Por lo que respecta a la tradición católica, sabido es que dentro de los matrimonios entre bautizados se ha venido practicando la indisolubilidad. Aunque no deja de ser cierto que en algunos casos se buscaron soluciones pastorales, sobre todo en tiempos de interdependencia entre el Estado y la Iglesia, a lo que se puso fin en Occidente, no en Oriente con la la Reforma Gregoriana tal y como el mismo Cardenal reconoce. Junto a ello habría que significa que si bien la Iglesia Católica siempre ha defendido la indisolubilidad de todos los matrimonios incluso de los fundados en un contrato natural, también se ha considerado legitimada para aplicar en casos especiales el privilegio paulino y petrino (privilegio de la fe). Más aún, la Iglesia Católica viene ejerciendo la potestad de poder disolver los matrimonios sacramentales ratos y no consumados celebrados entre bautizados.

Yendo al grano lo que habría que decir es que la intención del Prefecto de la Congregación para la Doctrina de la Fe, en este documento, es la de defender, como no podía ser por menos, la doctrina oficial de la Iglesia sobre la indisolubilidad matrimonial, sin renunciar por ello a encontrar vías de solución a este espinoso problema.
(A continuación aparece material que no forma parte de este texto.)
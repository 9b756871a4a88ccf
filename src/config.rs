//! Runtime configuration for the enrichment pipeline.

use std::env;
use std::fmt::Display;
use std::str::FromStr;
use std::time::Duration;

use thiserror::Error;

/// Model requested for every batch entry.
const DEFAULT_MODEL: &str = "claude-haiku-4-5";

/// Per-request completion token cap.
const DEFAULT_MAX_TOKENS: u32 = 1500;

/// Tenant whose predictions are enriched.
const DEFAULT_TENANT_ID: &str = "civant_default";

/// How long a brief stays valid before it is re-enriched.
const DEFAULT_BRIEF_TTL_DAYS: i64 = 7;

/// Seconds between poll cycles while waiting for a batch to end.
const DEFAULT_POLL_INTERVAL_SECS: u64 = 60;

/// Errors that can occur while reading configuration.
#[derive(Debug, Error)]
pub enum ConfigError {
    /// A required environment variable is missing.
    #[error("Missing environment variable: {0}")]
    MissingEnvVar(String),

    /// An environment variable has an invalid value.
    #[error("Invalid value for {key}: {message}")]
    InvalidValue { key: String, message: String },
}

/// Configuration for the enrichment pipeline.
#[derive(Debug, Clone)]
pub struct EnrichConfig {
    /// API key used for batch submission.
    pub anthropic_api_key: String,
    /// PostgreSQL connection URL.
    pub database_url: String,
    /// Model requested for every batch entry and recorded on each brief.
    pub model: String,
    /// Per-request completion token cap.
    pub max_tokens: u32,
    /// Tenant whose predictions are enriched.
    pub tenant_id: String,
    /// How long a brief stays valid before it is re-enriched.
    pub brief_ttl_days: i64,
    /// Delay between poll cycles while waiting for a batch to end.
    pub poll_interval: Duration,
}

impl EnrichConfig {
    /// Load configuration from the environment.
    ///
    /// `ANTHROPIC_API_KEY` and `DATABASE_URL` are required; everything else
    /// has a production default and a `CIVANT_*` override.
    pub fn from_env() -> Result<Self, ConfigError> {
        let anthropic_api_key = env::var("ANTHROPIC_API_KEY")
            .map_err(|_| ConfigError::MissingEnvVar("ANTHROPIC_API_KEY".to_string()))?;
        let database_url = env::var("DATABASE_URL")
            .map_err(|_| ConfigError::MissingEnvVar("DATABASE_URL".to_string()))?;

        Ok(Self {
            anthropic_api_key,
            database_url,
            model: env::var("CIVANT_MODEL").unwrap_or_else(|_| DEFAULT_MODEL.to_string()),
            max_tokens: parse_var("CIVANT_MAX_TOKENS", DEFAULT_MAX_TOKENS)?,
            tenant_id: env::var("CIVANT_TENANT_ID")
                .unwrap_or_else(|_| DEFAULT_TENANT_ID.to_string()),
            brief_ttl_days: parse_var("CIVANT_BRIEF_TTL_DAYS", DEFAULT_BRIEF_TTL_DAYS)?,
            poll_interval: Duration::from_secs(parse_var(
                "CIVANT_POLL_INTERVAL_SECS",
                DEFAULT_POLL_INTERVAL_SECS,
            )?),
        })
    }
}

/// Parse an optional environment variable, falling back to a default.
fn parse_var<T>(key: &str, default: T) -> Result<T, ConfigError>
where
    T: FromStr,
    T::Err: Display,
{
    match env::var(key) {
        Ok(raw) => raw.trim().parse().map_err(|e: T::Err| ConfigError::InvalidValue {
            key: key.to_string(),
            message: e.to_string(),
        }),
        Err(_) => Ok(default),
    }
}

#[cfg(test)]
mod tests {
    use super::*;

    #[test]
    fn test_parse_var_uses_default_when_unset() {
        let value: u32 = parse_var("CIVANT_TEST_UNSET_VARIABLE", 42).expect("default");
        assert_eq!(value, 42);
    }

    #[test]
    fn test_parse_var_reads_and_trims() {
        env::set_var("CIVANT_TEST_TRIMMED_VARIABLE", " 7 ");
        let value: i64 = parse_var("CIVANT_TEST_TRIMMED_VARIABLE", 0).expect("parsed");
        assert_eq!(value, 7);
        env::remove_var("CIVANT_TEST_TRIMMED_VARIABLE");
    }

    #[test]
    fn test_parse_var_reports_invalid_values() {
        env::set_var("CIVANT_TEST_INVALID_VARIABLE", "not-a-number");
        let result: Result<u32, _> = parse_var("CIVANT_TEST_INVALID_VARIABLE", 0);
        assert!(matches!(result, Err(ConfigError::InvalidValue { .. })));
        env::remove_var("CIVANT_TEST_INVALID_VARIABLE");
    }
}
Una de ellas apuntaría a la posibilidad de considerar nulo el matrimonio contraído en razón de que “falta la voluntad de casarse según el sentido de la doctrina matrimonial católica y que se ha reducido la pertenencia a un contexto vital de fe. Por esto, la comprobación de la validez del matrimonio es importante y puede conducir a una solución de estos problemas”. Naturalmente, si llegamos a la conclusión de que gran mayoría de las uniones entre bautizados son inválidas, ya no sería necesaria la disolución del matrimonio, porque éste nunca existió, lo que sucede es que este tipo de solución tendría una contrapartida muy problemática. Si se aplica este criterio, ¿qué sucedería con el resto de los matrimonios entre bautizados que no se han separado? ¿Habría que considerarles también en su mayoría inválidos?

Otra vía de solución apuntada por el cardenal es la que se viene proponiendo desde hace tiempo para aquellos contrayentes que, viéndose obligados por las circunstancias a separase de sus respectivos cónyuges, se han ligado a otro en segundas nupcias y que no es otra que la de comprometerse a vivir en castidad entre ambos. Tal situación no contraviene ninguna de las disposiciones de la Iglesia; pero ¿ello daría opción, tanto a mujeres como hombres de poder vivir en plenitud su vocación de casados y poder así realizarse humanamente en consonancia con el derecho natural que a todo ser humano compete?

Por otra parte, me ha parecido ver reconducidos a un callejos sin salida los caminos que se venían proponiendo, como podía ser el recurso a la misericordia de Dios, sobre todo después de haber escuchado al Papa Francisco decir en clara referencia a los divorciados que “en esta vida, Dios acompaña a las personas, y es nuestro deber acompañarlas a partir de su condición. Hay que acompañar con misericordia”, sin renunciar al mensaje evangélico y a la verdad sobre la indisolubilidad conyugal, es posible seguir apelando a la misericordia y el perdón de Dios que nunca excluye a nadie a pesar de la condición en que se encuentre.

Da la impresión de que el recurso a la conciencia personal queda zanjado también, aún a pesar de reconocer que “la unión con Dios se alcanza cuando el creyente se dirige a Él con fe, esperanza y amor, en el arrepentimiento y la oración. Dios puede conceder su cercanía y su salvación a los hombres por diversos caminos, aun cuando se encuentran en una situación de vida contradictoria”. Efectivamente así es y seguramente que hay hermanos divorciados que piensan que llevan una vida conforme al Evangelio, que están en comunión con Dios, y los hay incluso que practican la continencia, aunque a los ojos de los demás no lo parezca. ¿Qué tendrían que hacer ellos para poderse acercar a comulgar sin escándalo?

La complejidad del tema nos llevaría extendernos en demasía. Ahora sólo cabe esperar confiadamente que los representantes de la Iglesia Católica reunidos en el Sínodo Extraordinario encuentren la salida adecuada a este espinoso asunto.